#### EXERCISE REQUIREMENTS:
Could you reproduce every record below exactly as it stands?

#### SUPPLIED ENTRIES:

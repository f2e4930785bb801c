//! Shared types for the skeletal mesh exchange format
//!
//! This crate is used by both sides of the `.mesh` pipeline:
//! - `skelmesh-export` (encoder tool) writes assets with [`formats::encode_model_asset`]
//! - renderers load them through [`loader::ModelLoader`]
//!
//! # Modules
//!
//! - [`formats`] - Binary grammar, record types, encoder and decoder
//! - [`metadata`] - Companion `.meta` line records
//! - [`config`] - Loader configuration (TOML)
//! - [`collaborators`] - Material and GPU capabilities injected into the loader
//! - [`loader`] - Top-level asset load with degraded-material handling

pub mod collaborators;
pub mod config;
pub mod error;
pub mod formats;
pub mod loader;
pub mod metadata;

pub use collaborators::{GpuUploader, Headless, MaterialRequest, MaterialResolver};
pub use config::LoaderConfig;
pub use error::{FormatError, LoadError, MetadataError};
pub use loader::{LoadedMesh, LoadedModel, MeshMaterial, ModelLoader};
pub use metadata::{MetaEntry, ModelMetadata};

// Re-export commonly used format items
pub use formats::{
    // Constants
    DEFAULT_SHADER,
    MAGIC_NUMBER,
    MAX_INFLUENCES,
    MAX_NAME_LEN,
    MESH_EXT,
    META_EXT,
    MIN_SKIN_WEIGHT,
    NO_PARENT,
    UNUSED_SLOT,
    VERTEX_RECORD_SIZE,
    // Records
    AssetHeader,
    BinarySerializable,
    BoneRecord,
    DecodeState,
    MeshRecord,
    ModelAsset,
    ModelDecoder,
    Skeleton,
    VertexRecord,
    // Codec entry points
    decode_model_asset,
    encode_model_asset,
    write_model_asset,
};
//! glTF/GLB scene import
//!
//! Builds a [`Scene`] under a synthetic identity root named [`IMPORT_ROOT`].
//! Each primitive becomes one scene mesh on the node that carries it. Skin
//! joints that weight at least one vertex of the primitive become its bones,
//! with the inverse bind matrices as offsets.

use std::path::Path;

use anyhow::{Context, Result, bail};
use glam::{Mat4, Vec3};

use crate::scene::{NodeId, Scene, SceneBone, SceneMesh, VertexWeight};

/// Name of the synthetic node parenting the glTF scene roots
pub const IMPORT_ROOT: &str = "RootNode";

/// Load a glTF or GLB file into a scene graph
pub fn import_gltf(input: &Path) -> Result<Scene> {
    let (document, buffers, _images) =
        gltf::import(input).with_context(|| format!("Failed to load glTF: {:?}", input))?;

    let gltf_scene = document
        .default_scene()
        .or_else(|| document.scenes().next())
        .context("No scenes found in glTF")?;

    let mut scene = Scene::new(IMPORT_ROOT);
    let root = scene.root();
    for node in gltf_scene.nodes() {
        add_node(&mut scene, root, &node, &buffers)?;
    }

    tracing::debug!(
        "Imported {:?}: {} nodes, {} meshes",
        input,
        scene.nodes().len(),
        scene.meshes.len()
    );
    Ok(scene)
}

fn node_name(node: &gltf::Node<'_>) -> String {
    node.name()
        .map(str::to_string)
        .unwrap_or_else(|| format!("node_{}", node.index()))
}

fn add_node(
    scene: &mut Scene,
    parent: NodeId,
    node: &gltf::Node<'_>,
    buffers: &[gltf::buffer::Data],
) -> Result<()> {
    let name = node_name(node);
    let transform = Mat4::from_cols_array_2d(&node.transform().matrix());
    let id = scene.add_node(parent, name.clone(), transform);

    if let Some(mesh) = node.mesh() {
        for primitive in mesh.primitives() {
            let scene_mesh = read_primitive(&name, &primitive, node.skin(), buffers)
                .with_context(|| {
                    format!(
                        "Failed to read primitive {} of mesh {:?}",
                        primitive.index(),
                        mesh.name().unwrap_or(&name)
                    )
                })?;
            scene.add_mesh(id, scene_mesh);
        }
    }

    for child in node.children() {
        add_node(scene, id, &child, buffers)?;
    }
    Ok(())
}

fn read_primitive(
    name: &str,
    primitive: &gltf::Primitive<'_>,
    skin: Option<gltf::Skin<'_>>,
    buffers: &[gltf::buffer::Data],
) -> Result<SceneMesh> {
    if primitive.mode() != gltf::mesh::Mode::Triangles {
        bail!("Primitive mode {:?} is not supported, only triangles", primitive.mode());
    }

    let reader = primitive.reader(|buffer| Some(&buffers[buffer.index()]));

    let positions: Vec<[f32; 3]> = reader
        .read_positions()
        .context("No positions in mesh")?
        .collect();
    let normals: Option<Vec<[f32; 3]>> = reader.read_normals().map(|iter| iter.collect());
    let uvs: Option<Vec<[f32; 2]>> = reader
        .read_tex_coords(0)
        .map(|iter| iter.into_f32().collect());

    // glTF stores the bitangent as a sign in tangent.w
    let (tangents, bitangents) = match (reader.read_tangents(), &normals) {
        (Some(iter), Some(normals)) => {
            let raw: Vec<[f32; 4]> = iter.collect();
            let bitangents = raw
                .iter()
                .zip(normals)
                .map(|(t, &n)| {
                    let b = Vec3::from(n).cross(Vec3::new(t[0], t[1], t[2])) * t[3];
                    b.to_array()
                })
                .collect();
            let tangents = raw.iter().map(|t| [t[0], t[1], t[2]]).collect();
            (Some(tangents), Some(bitangents))
        }
        _ => (None, None),
    };

    let indices: Vec<u32> = match reader.read_indices() {
        Some(iter) => iter.into_u32().collect(),
        None => (0..positions.len() as u32).collect(),
    };
    let faces = indices.chunks(3).map(<[u32]>::to_vec).collect();

    let bones = match skin {
        Some(skin) => {
            let joint_count = skin.joints().count();
            let mut joint_weights: Vec<Vec<VertexWeight>> = vec![Vec::new(); joint_count];
            let mut set = 0;
            while let (Some(joints), Some(weights)) =
                (reader.read_joints(set), reader.read_weights(set))
            {
                for (vertex, (j, w)) in joints.into_u16().zip(weights.into_f32()).enumerate() {
                    for (&joint, &weight) in j.iter().zip(w.iter()) {
                        if weight <= 0.0 {
                            continue;
                        }
                        let slot = joint_weights.get_mut(joint as usize).with_context(|| {
                            format!(
                                "Joint index {} out of range for skin with {} joints",
                                joint, joint_count
                            )
                        })?;
                        slot.push(VertexWeight {
                            vertex: vertex as u32,
                            weight,
                        });
                    }
                }
                set += 1;
            }
            read_bones(&skin, buffers, joint_weights)
        }
        None => Vec::new(),
    };

    Ok(SceneMesh {
        name: name.to_string(),
        positions,
        uvs,
        normals,
        tangents,
        bitangents,
        faces,
        bones,
        material_index: primitive.material().index().unwrap_or(0) as u32,
    })
}

/// Joints that carry weight, in skin joint order
fn read_bones(
    skin: &gltf::Skin<'_>,
    buffers: &[gltf::buffer::Data],
    joint_weights: Vec<Vec<VertexWeight>>,
) -> Vec<SceneBone> {
    let reader = skin.reader(|buffer| Some(&buffers[buffer.index()]));
    let inverse_bind: Vec<Mat4> = reader
        .read_inverse_bind_matrices()
        .map(|iter| iter.map(|m| Mat4::from_cols_array_2d(&m)).collect())
        .unwrap_or_default();

    skin.joints()
        .zip(joint_weights)
        .enumerate()
        .filter(|(_, (_, weights))| !weights.is_empty())
        .map(|(i, (joint, weights))| SceneBone {
            name: node_name(&joint),
            offset: inverse_bind.get(i).copied().unwrap_or(Mat4::IDENTITY),
            weights,
        })
        .collect()
}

#### EXPECTED OUTPUT:
repository f2e4930785bb801c
//! Shared types for the skeletal mesh exchange format
//!
//! This crate is used by both sides of the `.mesh` pipeline:
//! - `skelmesh-export` (encoder tool) writes assets with [`formats::encode_model_asset`]
//! - renderers load them through [`loader::ModelLoader`]
//!
//! # Modules
//!
//! - [`formats`] - Binary grammar, record types, encoder and decoder
//! - [`metadata`] - Companion `.meta` line records
//! - [`config`] - Loader configuration (TOML)
//! - [`collaborators`] - Material and GPU capabilities injected into the loader
//! - [`loader`] - Top-level asset load with degraded-material handling

pub mod collaborators;
pub mod config;
pub mod error;
pub mod formats;
pub mod loader;
pub mod metadata;

pub use collaborators::{GpuUploader, Headless, MaterialRequest, MaterialResolver};
pub use config::LoaderConfig;
pub use error::{FormatError, LoadError, MetadataError};
pub use loader::{LoadedMesh, LoadedModel, MeshMaterial, ModelLoader};
pub use metadata::{MetaEntry, ModelMetadata};

// Re-export commonly used format items
pub use formats::{
    // Constants
    DEFAULT_SHADER,
    MAGIC_NUMBER,
    MAX_INFLUENCES,
    MAX_NAME_LEN,
    MESH_EXT,
    META_EXT,
    MIN_SKIN_WEIGHT,
    NO_PARENT,
    UNUSED_SLOT,
    VERTEX_RECORD_SIZE,
    // Records
    AssetHeader,
    BinarySerializable,
    BoneRecord,
    DecodeState,
    MeshRecord,
    ModelAsset,
    ModelDecoder,
    Skeleton,
    VertexRecord,
    // Codec entry points
    decode_model_asset,
    encode_model_asset,
    write_model_asset,
};
//! glTF/GLB scene import
//!
//! Builds a [`Scene`] under a synthetic identity root named [`IMPORT_ROOT`].
//! Each primitive becomes one scene mesh on the node that carries it. Skin
//! joints that weight at least one vertex of the primitive become its bones,
//! with the inverse bind matrices as offsets.

use std::path::Path;

use anyhow::{Context, Result, bail};
use glam::{Mat4, Vec3};

use crate::scene::{NodeId, Scene, SceneBone, SceneMesh, VertexWeight};

/// Name of the synthetic node parenting the glTF scene roots
pub const IMPORT_ROOT: &str = "RootNode";

/// Load a glTF or GLB file into a scene graph
pub fn import_gltf(input: &Path) -> Result<Scene> {
    let (document, buffers, _images) =
        gltf::import(input).with_context(|| format!("Failed to load glTF: {:?}", input))?;

    let gltf_scene = document
        .default_scene()
        .or_else(|| document.scenes().next())
        .context("No scenes found in glTF")?;

    let mut scene = Scene::new(IMPORT_ROOT);
    let root = scene.root();
    for node in gltf_scene.nodes() {
        add_node(&mut scene, root, &node, &buffers)?;
    }

    tracing::debug!(
        "Imported {:?}: {} nodes, {} meshes",
        input,
        scene.nodes().len(),
        scene.meshes.len()
    );
    Ok(scene)
}

fn node_name(node: &gltf::Node<'_>) -> String {
    node.name()
        .map(str::to_string)
        .unwrap_or_else(|| format!("node_{}", node.index()))
}

fn add_node(
    scene: &mut Scene,
    parent: NodeId,
    node: &gltf::Node<'_>,
    buffers: &[gltf::buffer::Data],
) -> Result<()> {
    let name = node_name(node);
    let transform = Mat4::from_cols_array_2d(&node.transform().matrix());
    let id = scene.add_node(parent, name.clone(), transform);

    if let Some(mesh) = node.mesh() {
        for primitive in mesh.primitives() {
            let scene_mesh = read_primitive(&name, &primitive, node.skin(), buffers)
                .with_context(|| {
                    format!(
                        "Failed to read primitive {} of mesh {:?}",
                        primitive.index(),
                        mesh.name().unwrap_or(&name)
                    )
                })?;
            scene.add_mesh(id, scene_mesh);
        }
    }

    for child in node.children() {
        add_node(scene, id, &child, buffers)?;
    }
    Ok(())
}

fn read_primitive(
    name: &str,
    primitive: &gltf::Primitive<'_>,
    skin: Option<gltf::Skin<'_>>,
    buffers: &[gltf::buffer::Data],
) -> Result<SceneMesh> {
    if primitive.mode() != gltf::mesh::Mode::Triangles {
        bail!("Primitive mode {:?} is not supported, only triangles", primitive.mode());
    }

    let reader = primitive.reader(|buffer| Some(&buffers[buffer.index()]));

    let positions: Vec<[f32; 3]> = reader
        .read_positions()
        .context("No positions in mesh")?
        .collect();
    let normals: Option<Vec<[f32; 3]>> = reader.read_normals().map(|iter| iter.collect());
    let uvs: Option<Vec<[f32; 2]>> = reader
        .read_tex_coords(0)
        .map(|iter| iter.into_f32().collect());

    // glTF stores the bitangent as a sign in tangent.w
    let (tangents, bitangents) = match (reader.read_tangents(), &normals) {
        (Some(iter), Some(normals)) => {
            let raw: Vec<[f32; 4]> = iter.collect();
            let bitangents = raw
                .iter()
                .zip(normals)
                .map(|(t, &n)| {
                    let b = Vec3::from(n).cross(Vec3::new(t[0], t[1], t[2])) * t[3];
                    b.to_array()
                })
                .collect();
            let tangents = raw.iter().map(|t| [t[0], t[1], t[2]]).collect();
            (Some(tangents), Some(bitangents))
        }
        _ => (None, None),
    };

    let indices: Vec<u32> = match reader.read_indices() {
        Some(iter) => iter.into_u32().collect(),
        None => (0..positions.len() as u32).collect(),
    };
    let faces = indices.chunks(3).map(<[u32]>::to_vec).collect();

    let bones = match skin {
        Some(skin) => {
            let joint_count = skin.joints().count();
            let mut joint_weights: Vec<Vec<VertexWeight>> = vec![Vec::new(); joint_count];
            let mut set = 0;
            while let (Some(joints), Some(weights)) =
                (reader.read_joints(set), reader.read_weights(set))
            {
                for (vertex, (j, w)) in joints.into_u16().zip(weights.into_f32()).enumerate() {
                    for (&joint, &weight) in j.iter().zip(w.iter()) {
                        if weight <= 0.0 {
                            continue;
                        }
                        let slot = joint_weights.get_mut(joint as usize).with_context(|| {
                            format!(
                                "Joint index {} out of range for skin with {} joints",
                                joint, joint_count
                            )
                        })?;
                        slot.push(VertexWeight {
                            vertex: vertex as u32,
                            weight,
                        });
                    }
                }
                set += 1;
            }
            read_bones(&skin, buffers, joint_weights)
        }
        None => Vec::new(),
    };

    Ok(SceneMesh {
        name: name.to_string(),
        positions,
        uvs,
        normals,
        tangents,
        bitangents,
        faces,
        bones,
        material_index: primitive.material().index().unwrap_or(0) as u32,
    })
}

/// Joints that carry weight, in skin joint order
fn read_bones(
    skin: &gltf::Skin<'_>,
    buffers: &[gltf::buffer::Data],
    joint_weights: Vec<Vec<VertexWeight>>,
) -> Vec<SceneBone> {
    let reader = skin.reader(|buffer| Some(&buffers[buffer.index()]));
    let inverse_bind: Vec<Mat4> = reader
        .read_inverse_bind_matrices()
        .map(|iter| iter.map(|m| Mat4::from_cols_array_2d(&m)).collect())
        .unwrap_or_default();

    skin.joints()
        .zip(joint_weights)
        .enumerate()
        .filter(|(_, (_, weights))| !weights.is_empty())
        .map(|(i, (joint, weights))| SceneBone {
            name: node_name(&joint),
            offset: inverse_bind.get(i).copied().unwrap_or(Mat4::IDENTITY),
            weights,
        })
        .collect()
}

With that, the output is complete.